# Procesamiento de Lenguaje Natural I

**Autor:** Gonzalo G. Fernandez

Clase 1: Introducción a NLP, Vectorización de documentos.

## Consigna desafío 1

1. Vectorizar documentos. Tomar 5 documentos al azar y medir similaridad con el resto de los documentos. Estudiar los 5 documentos más similares de cada uno analizar si tiene sentido la similaridad según el contenido del texto y la etiqueta de clasificación.

2. Entrenar modelos de clasificación Naïve Bayes para maximizar el desempeño de clasificación (f1-score macro) en el conjunto de datos de test. Considerar cambiar parámetros de instanciación del vectorizador y los modelos y probar modelos de Naïve Bayes Multinomial y ComplementNB.

3. Transponer la matriz documento-término. De esa manera se obtiene una matriz término-documento que puede ser interpretada como una colección de vectorización de palabras. Estudiar ahora similaridad entre palabras tomando 5 palabras y estudiando sus 5 más similares. La elección de palabras no debe ser al azar para evitar la aparición de términos poco interpretables, elegirlas "manualmente".

In [54]:
import numpy as np
import random
from sklearn.datasets import fetch_20newsgroups
from sklearn.feature_extraction.text import TfidfVectorizer
from sklearn.metrics import f1_score
from sklearn.metrics.pairwise import cosine_similarity
from sklearn.experimental import enable_halving_search_cv
from sklearn.model_selection import HalvingGridSearchCV, GridSearchCV
from sklearn.naive_bayes import MultinomialNB, ComplementNB
from sklearn.pipeline import Pipeline

## Resolución
### Vectorización de documentos
El dataset *20newsgroups* comprende aproximadamente 18000 publicaciones sobre 20 temas, divididas en dos subconjuntos: uno para entrenamiento (o desarrollo) y otro para pruebas (o evaluación del rendimiento). La división entre los conjuntos de entrenamiento y prueba se basa en los mensajes publicados antes y después de una fecha específica.

In [None]:
newsgroups_train = fetch_20newsgroups(
    subset="train", remove=("headers", "footers", "quotes")
)
newsgroups_test = fetch_20newsgroups(
    subset="test", remove=("headers", "footers", "quotes")
)

print(newsgroups_train.data[0])

I was wondering if anyone out there could enlighten me on this car I saw
the other day. It was a 2-door sports car, looked to be from the late 60s/
early 70s. It was called a Bricklin. The doors were really small. In addition,
the front bumper was separate from the rest of the body. This is 
all I know. If anyone can tellme a model name, engine specs, years
of production, where this car is made, history, or whatever info you
have on this funky looking car, please e-mail.

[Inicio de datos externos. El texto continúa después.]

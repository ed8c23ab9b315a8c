//! Ingestion collaborator: text splitting and an in-memory retrieval index
//!
//! The control loop only ever sees the [`selfrag_core::Retriever`] seam; this
//! crate provides a self-contained implementation of it for plain text input.

pub mod memory;
pub mod splitter;

pub use memory::InMemoryIndex;
pub use splitter::TextSplitter;
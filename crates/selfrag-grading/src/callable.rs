//! The single abstraction behind every model-backed collaborator

use std::sync::Arc;
use std::time::Duration;

use minijinja::Environment;
use serde::Serialize;
use tracing::trace;

use selfrag_core::{ChatMessage, LLMConfig, LLMError, LLMProvider};

/// A prompt template bound to a provider.
///
/// `invoke` renders the user-turn template with the supplied slots, sends it
/// together with the fixed system prompt, and applies the per-call timeout if
/// one is configured. A timeout surfaces as [`LLMError::Timeout`].
pub struct ModelCallable {
    provider: Arc<dyn LLMProvider>,
    system_prompt: String,
    user_template: String,
    config: LLMConfig,
    timeout: Option<Duration>,
    env: Environment<'static>,
}

impl ModelCallable {
    pub fn new(
        provider: Arc<dyn LLMProvider>,
        system_prompt: impl Into<String>,
        user_template: impl Into<String>,
        config: LLMConfig,
    ) -> Self {
        Self {
            provider,
            system_prompt: system_prompt.into(),
            user_template: user_template.into(),
            config,
            timeout: None,
            env: Environment::new(),
        }
    }

    pub fn with_timeout(mut self, timeout: Option<Duration>) -> Self {
        self.timeout = timeout;
        self
    }

    pub async fn invoke(&self, slots: impl Serialize) -> Result<String, LLMError> {
        let rendered = self
            .env
            .render_str(&self.user_template, slots)
            .map_err(|e| LLMError::Template(e.to_string()))?;

        trace!(provider = self.provider.provider_name(), "invoking callable");

        let messages = [
            ChatMessage::system(&self.system_prompt),
            ChatMessage::user(rendered),
        ];

        let call = self.provider.complete(&messages, Some(&self.config));
        let response = match self.timeout {
            Some(limit) => tokio::time::timeout(limit, call)
                .await
                .map_err(|_| LLMError::Timeout(limit))??,
            None => call.await?,
        };

        Ok(response.content)
    }
}

#[cfg(test)]
mod tests {
    use super::*;
    use selfrag_llm::MockProvider;

    fn callable(mock: &MockProvider, user_template: &str) -> ModelCallable {
        ModelCallable::new(
            Arc::new(mock.clone()),
            "system prompt",
            user_template,
            LLMConfig::deterministic(),
        )
    }

    #[tokio::test]
    async fn test_renders_slots_into_user_turn() {
        let mock = MockProvider::with_response("ok");
        let callable = callable(&mock, "Question: {{ question }}");

        let out = callable
            .invoke(minijinja::context! { question => "why?" })
            .await
            .unwrap();
        assert_eq!(out, "ok");

        let call = mock.last_call().unwrap();
        assert_eq!(call.messages.len(), 2);
        assert_eq!(call.messages[0].content, "system prompt");
        assert_eq!(call.messages[1].content, "Question: why?");
        assert_eq!(call.config.unwrap().temperature, Some(0.0));
    }

    #[tokio::test]
    async fn test_timeout_maps_to_llm_error() {
        let mock = MockProvider::with_response("slow");
        mock.set_latency(200);
        let callable =
            callable(&mock, "{{ question }}").with_timeout(Some(Duration::from_millis(10)));

        let err = callable
            .invoke(minijinja::context! { question => "q" })
            .await
            .unwrap_err();
        assert!(matches!(err, LLMError::Timeout(_)));
    }

    #[tokio::test]
    async fn test_provider_error_propagates() {
        let mock = MockProvider::new();
        mock.set_error("transport down");
        let callable = callable(&mock, "{{ question }}");

        let err = callable
            .invoke(minijinja::context! { question => "q" })
            .await
            .unwrap_err();
        assert!(err.to_string().contains("transport down"));
    }
}
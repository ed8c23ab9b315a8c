//! LLM providers for the selfrag retrieval loop

pub mod mock;
pub mod providers;

pub use mock::MockProvider;
pub use providers::{BackendKind, UnifiedProvider};
//! Chat message types passed to model providers

use serde::{Deserialize, Serialize};

#[derive(Debug, Clone, Copy, PartialEq, Eq, Serialize, Deserialize)]
#[serde(rename_all = "lowercase")]
pub enum Role {
    System,
    User,
    Assistant,
}

#[derive(Debug, Clone, Serialize, Deserialize)]
pub struct ChatMessage {
    pub role: Role,
    pub content: String,
}

impl ChatMessage {
    pub fn system(content: impl Into<String>) -> Self {
        Self {
            role: Role::System,
            content: content.into(),
        }
    }

    pub fn user(content: impl Into<String>) -> Self {
        Self {
            role: Role::User,
            content: content.into(),
        }
    }

    pub fn assistant(content: impl Into<String>) -> Self {
        Self {
            role: Role::Assistant,
            content: content.into(),
        }
    }
}
#[macro_use]
mod abi;
mod regs;

pub use self::regs::Register::*;
pub use self::regs::Registers;
pub use self::regs::SysArgIndex;
pub use self::regs::SysArgIndex::*;
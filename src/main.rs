#[macro_use]
extern crate log;

mod cli;

use std::ffi::CString;
use std::process::exit;
use tracee_ctl::process::{HandlerResult, SyscallArgs, SyscallHandler, TimeSource, TracedThread};

/// Lets every syscall through untouched and logs it, so running this
/// binary against an arbitrary guest demonstrates the controller end to
/// end without pretending to be a real simulator.
struct PassthroughHandler;

impl SyscallHandler for PassthroughHandler {
    fn handle(&mut self, thread: &mut TracedThread, call: SyscallArgs) -> HandlerResult {
        info!("{}: syscall {} args {:?}", thread.pid(), call.number, call.args);
        HandlerResult::Native
    }
}

/// A time source anchored to process start, standing in for the
/// simulator's own clock: real elapsed wall-clock time scaled by nothing,
/// just so `RDTSC`/`RDTSCP` have something deterministic-within-a-run to
/// answer with.
struct WallClockSinceStart {
    started_at: std::time::Instant,
}

impl WallClockSinceStart {
    fn new() -> Self {
        WallClockSinceStart {
            started_at: std::time::Instant::now(),
        }
    }
}

impl TimeSource for WallClockSinceStart {
    fn current_simulated_time(&self) -> u64 {
        self.started_at.elapsed().as_nanos() as u64
    }
}

fn main() {
    env_logger::init();

    let config = cli::parse_config();
    let envp: Vec<CString> = std::env::vars()
        .map(|(k, v)| CString::new(format!("{}={}", k, v)).expect("environment has no interior nul"))
        .collect();

    let mut handler = PassthroughHandler;
    let time_source = WallClockSinceStart::new();

    let mut thread = match TracedThread::run(
        &config.argv,
        &envp,
        config.cycles_per_second,
        &mut handler,
        &time_source,
    ) {
        Ok(thread) => thread,
        Err(err) => {
            error!("failed to launch guest: {}", err);
            exit(1);
        }
    };

    while thread.is_running() {
        if let Err(err) = thread.resume(&mut handler, &time_source) {
            error!("traced thread {} failed: {}", thread.pid(), err);
            let _ = thread.terminate();
            exit(1);
        }
    }

    let code = thread.return_code().unwrap_or(-1);
    exit(code);
}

**Tf-idf** (del inglés Term frequency – Inverse document frequency): frecuencia de término – frecuencia inversa de documento (o sea, la frecuencia de ocurrencia del término en la colección de documentos), es una medida numérica que expresa cuán relevante es una palabra para un documento en una colección.

*TfidfVectorizer*: Convierte una colección de documentos sin procesar en una matriz de características TF-IDF.

In [None]:
tfidfvect = TfidfVectorizer()
X_train = tfidfvect.fit_transform(newsgroups_train.data)
print(f"Cantidad de documentos: {X_train.shape[0]}")

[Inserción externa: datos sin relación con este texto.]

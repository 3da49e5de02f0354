//! Command-line configuration for the demonstration binary.
//!
//! Declarative `clap` setup in the same style as the teacher's own
//! rootfs/bind/cwd flags, adapted to this controller's own knobs: the
//! guest program and its arguments, the emulated cycle-counter calibration,
//! and logging verbosity (handled by `env_logger` via `RUST_LOG` directly,
//! so it isn't repeated here as a flag).

use clap::{App, Arg};
use std::ffi::CString;

/// A representative modern x86-64 TSC frequency, used when the user does
/// not override it. See §11 of the controller's design notes: the original
/// implementation hardcodes a single calibration value; this demo exposes
/// it as a flag instead.
pub const DEFAULT_CYCLES_PER_SECOND: u64 = 2_000_000_000;
pub const DEFAULT_CYCLES_PER_SECOND_STR: &str = "2000000000";

pub struct Config {
    pub argv: Vec<CString>,
    pub cycles_per_second: u64,
}

pub fn parse_config() -> Config {
    let matches = App::new("tracee-ctl")
        .about("Runs a guest program under a traced-thread controller, demonstrating syscall interception and cycle-counter emulation.")
        .arg(Arg::with_name("cycles-per-second")
            .short("c")
            .long("cycles-per-second")
            .help("Emulated TSC frequency used to answer RDTSC/RDTSCP, in Hz.")
            .takes_value(true)
            .default_value(DEFAULT_CYCLES_PER_SECOND_STR))
        .arg(Arg::with_name("guest")
            .help("Guest program and its arguments.")
            .required(true)
            .multiple(true))
        .get_matches();

    let cycles_per_second: u64 = matches
        .value_of("cycles-per-second")
        .unwrap()
        .parse()
        .expect("cycles-per-second must be a non-negative integer");

    let argv: Vec<CString> = matches
        .values_of("guest")
        .expect("guest is a required argument")
        .map(|arg| CString::new(arg).expect("guest argument has no interior nul"))
        .collect();

    Config {
        argv,
        cycles_per_second,
    }
}
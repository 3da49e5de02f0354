//! The guest pointer type.
//!
//! An address in the traced process's virtual address space. It is opaque
//! to the controller: it can be offset and compared, but never dereferenced
//! directly. The only way to get at the bytes it names is through the
//! [`crate::process::memory::MemoryWindow`].

use std::fmt;

#[derive(Copy, Clone, PartialEq, Eq, PartialOrd, Ord, Hash)]
pub struct GuestPtr(pub u64);

impl GuestPtr {
    pub const NULL: GuestPtr = GuestPtr(0);

    #[inline]
    pub fn is_null(self) -> bool {
        self.0 == 0
    }

    #[inline]
    pub fn offset(self, delta: u64) -> GuestPtr {
        GuestPtr(self.0.wrapping_add(delta))
    }

    #[inline]
    pub fn as_u64(self) -> u64 {
        self.0
    }
}

impl From<u64> for GuestPtr {
    fn from(addr: u64) -> GuestPtr {
        GuestPtr(addr)
    }
}

impl fmt::Debug for GuestPtr {
    fn fmt(&self, f: &mut fmt::Formatter<'_>) -> fmt::Result {
        write!(f, "{:#018x}", self.0)
    }
}

impl fmt::Display for GuestPtr {
    fn fmt(&self, f: &mut fmt::Formatter<'_>) -> fmt::Result {
        fmt::Debug::fmt(self, f)
    }
}
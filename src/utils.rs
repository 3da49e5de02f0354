//! Test-only helpers for driving a real traced child process, in the same
//! no-mocking spirit as the teacher's own `fork_test`: every test that
//! exercises the controller against a live process forks one, traces it
//! for real, and asserts on the observed state.

#[cfg(test)]
pub mod tests {
    use crate::process::{HandlerResult, SyscallArgs, SyscallHandler, TimeSource, TracedThread};
    use std::ffi::CString;

    /// A handler that always lets the syscall run natively. Useful for
    /// tests that only care about state transitions, not interception.
    pub struct NativeHandler;

    impl SyscallHandler for NativeHandler {
        fn handle(&mut self, _thread: &mut TracedThread, _call: SyscallArgs) -> HandlerResult {
            HandlerResult::Native
        }
    }

    /// A handler that blocks on every syscall, so `resume` returns with
    /// the guest still parked at syscall-entry. Useful for tests that need
    /// a running-but-stopped thread to act on (e.g. `terminate`).
    pub struct BlockingHandler;

    impl SyscallHandler for BlockingHandler {
        fn handle(&mut self, _thread: &mut TracedThread, _call: SyscallArgs) -> HandlerResult {
            HandlerResult::Blocked
        }
    }

    /// A fixed simulated clock, for tests that don't care about its value.
    pub struct FixedTime(pub u64);

    impl TimeSource for FixedTime {
        fn current_simulated_time(&self) -> u64 {
            self.0
        }
    }

    pub fn cstrings(args: &[&str]) -> Vec<CString> {
        args.iter()
            .map(|s| CString::new(*s).expect("argument has no interior nul"))
            .collect()
    }

    /// Launches `argv` as a traced guest and repeatedly calls `resume`
    /// until either `until` returns true or the guest exits, then returns
    /// the thread for the caller to assert against.
    ///
    /// Mirrors the teacher's `fork_test`: a real fork, a real ptrace
    /// attach, and a predicate closure deciding when the parent-side loop
    /// is done, rather than any mocked tracer.
    pub fn run_until(
        argv: &[CString],
        handler: &mut dyn SyscallHandler,
        time_source: &dyn TimeSource,
        mut until: impl FnMut(&TracedThread) -> bool,
    ) -> TracedThread {
        let envp: Vec<CString> = vec![];
        let mut thread =
            TracedThread::run(argv, &envp, 2_000_000_000, handler, time_source).expect("run");

        while thread.is_running() && !until(&thread) {
            thread.resume(handler, time_source).expect("resume");
        }
        thread
    }
}
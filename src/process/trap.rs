//! The trap emulator: recognizes a cycle-counter read disguised as a
//! segfault and synthesizes its result, instead of letting it kill the
//! guest.

use crate::process::tracee::TracedThread;
use crate::process::syscall::TimeSource;
use crate::tsc::{decode_trap, TrapKind};

/// Number of bytes read from the faulting program counter to identify the
/// instruction: enough to cover the longest cycle-counter opcode (`RDTSCP`,
/// 3 bytes) with headroom for a decoder that wants more context.
const TRAP_PROBE_LEN: usize = 16;

/// Attempts to explain a `SIGSEGV` as an emulated cycle-counter read.
///
/// Returns `true` if the trap was handled (registers patched, program
/// counter advanced, signal consumed); `false` if the faulting instruction
/// was not a cycle-counter read, in which case the caller must forward the
/// signal to the guest on the next resume.
pub fn try_emulate(thread: &mut TracedThread, time_source: &dyn TimeSource) -> bool {
    if thread.regs.fetch_regs().is_err() {
        return false;
    }
    let pc = thread.regs.instruction_pointer();

    let memory = match thread.memory_mut() {
        Ok(memory) => memory,
        Err(_) => return false,
    };
    let bytes = match memory.read(pc, TRAP_PROBE_LEN) {
        Ok(bytes) => bytes,
        Err(err) => {
            debug!("trap emulator: failed to read faulting opcode: {}", err);
            return false;
        }
    };

    let kind = match decode_trap(&bytes) {
        Some(kind) => kind,
        None => return false,
    };

    let simulated_ns = time_source.current_simulated_time();
    trace!(
        "trap emulator: {:?} at {} (simulated time {} ns)",
        kind,
        pc,
        simulated_ns
    );

    match kind {
        TrapKind::Rdtsc => thread.tsc.emulate_rdtsc(&mut thread.regs, simulated_ns),
        TrapKind::Rdtscp => thread.tsc.emulate_rdtscp(&mut thread.regs, simulated_ns),
    }

    thread.regs.push_regs().is_ok()
}
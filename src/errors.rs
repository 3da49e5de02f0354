//! Crate-local error type.
//!
//! The controller talks to three fallible layers: the OS process/ptrace
//! primitives (`nix`), the memory-window file (`std::io`), and its own
//! protocol decisions (an unrecognized wait status, a precondition violated
//! by a caller). All three collapse into one `Error` so that callers can
//! propagate with `?` and the binary can log a single, useful line.
//!
//! This intentionally avoids a blanket `impl<E: std::error::Error> From<E>`:
//! that pattern (as used upstream) needs specialization to coexist with the
//! concrete `From<io::Error>`/`From<nix::Error>` impls below, which isn't
//! available on stable. An enum with a handful of named variants is just as
//! usable from `?` and doesn't need the nightly feature.

use nix::errno::Errno;
use std::fmt;
use std::io;

pub type Result<T> = std::result::Result<T, Error>;

#[derive(Debug)]
pub enum Error {
    /// A `nix` call (ptrace, wait, signal, fork, exec) failed.
    Nix(nix::Error),
    /// Memory-window I/O (open/seek/read/write/flush on `/proc/<pid>/mem`) failed.
    Io(io::Error),
    /// The wait status did not match any case the stop classifier knows about.
    Protocol(String),
    /// A fatal condition outside the two above (e.g. a short read on the
    /// memory window, which `nix`/`io` wouldn't themselves flag as an error).
    Fatal(String),
}

impl Error {
    pub fn protocol<M: Into<String>>(msg: M) -> Self {
        Error::Protocol(msg.into())
    }

    pub fn fatal<M: Into<String>>(msg: M) -> Self {
        Error::Fatal(msg.into())
    }

    /// The OS errno behind this error, when there is one. Used by callers
    /// that need to distinguish specific failure codes (e.g. an `ESRCH` race
    /// between `terminate` and a concurrently-exiting child).
    pub fn errno(&self) -> Option<Errno> {
        match self {
            Error::Nix(nix::Error::Sys(errno)) => Some(*errno),
            Error::Io(io_err) => io_err.raw_os_error().map(Errno::from_i32),
            _ => None,
        }
    }
}

impl fmt::Display for Error {
    fn fmt(&self, f: &mut fmt::Formatter<'_>) -> fmt::Result {
        match self {
            Error::Nix(err) => write!(f, "ptrace/os error: {}", err),
            Error::Io(err) => write!(f, "memory window I/O error: {}", err),
            Error::Protocol(msg) => write!(f, "protocol violation: {}", msg),
            Error::Fatal(msg) => write!(f, "fatal error: {}", msg),
        }
    }
}

impl std::error::Error for Error {
    fn source(&self) -> Option<&(dyn std::error::Error + 'static)> {
        match self {
            Error::Nix(err) => Some(err),
            Error::Io(err) => Some(err),
            Error::Protocol(_) | Error::Fatal(_) => None,
        }
    }
}

impl From<nix::Error> for Error {
    fn from(err: nix::Error) -> Error {
        Error::Nix(err)
    }
}

impl From<io::Error> for Error {
    fn from(err: io::Error) -> Error {
        Error::Io(err)
    }
}

#[cfg(test)]
mod tests {
    use super::*;

    #[test]
    fn protocol_error_has_no_errno() {
        let err = Error::protocol("unrecognized wait status");
        assert!(err.errno().is_none());
        assert!(format!("{}", err).contains("unrecognized wait status"));
    }

    #[test]
    fn nix_error_exposes_errno() {
        let err: Error = nix::Error::Sys(Errno::ESRCH).into();
        assert_eq!(err.errno(), Some(Errno::ESRCH));
    }
}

Cantidad de documentos: 11314


Selección de 5 documentos al azar y análisis de similaridad:

In [13]:
random.seed(42)
random_idxs = random.sample(range(0, X_train.shape[0] + 1), 5)
random_idxs_class = [
    newsgroups_train.target_names[newsgroups_train.target[idx]] for idx in random_idxs
]
print(f"Índices aleatorios: {random_idxs} - {random_idxs_class}")
cossim = [cosine_similarity(X_train[idx], X_train)[0] for idx in random_idxs]

Índices aleatorios: [10476, 1824, 409, 4506, 4012] - ['rec.sport.hockey', 'comp.sys.mac.hardware', 'comp.graphics', 'rec.autos', 'rec.sport.hockey']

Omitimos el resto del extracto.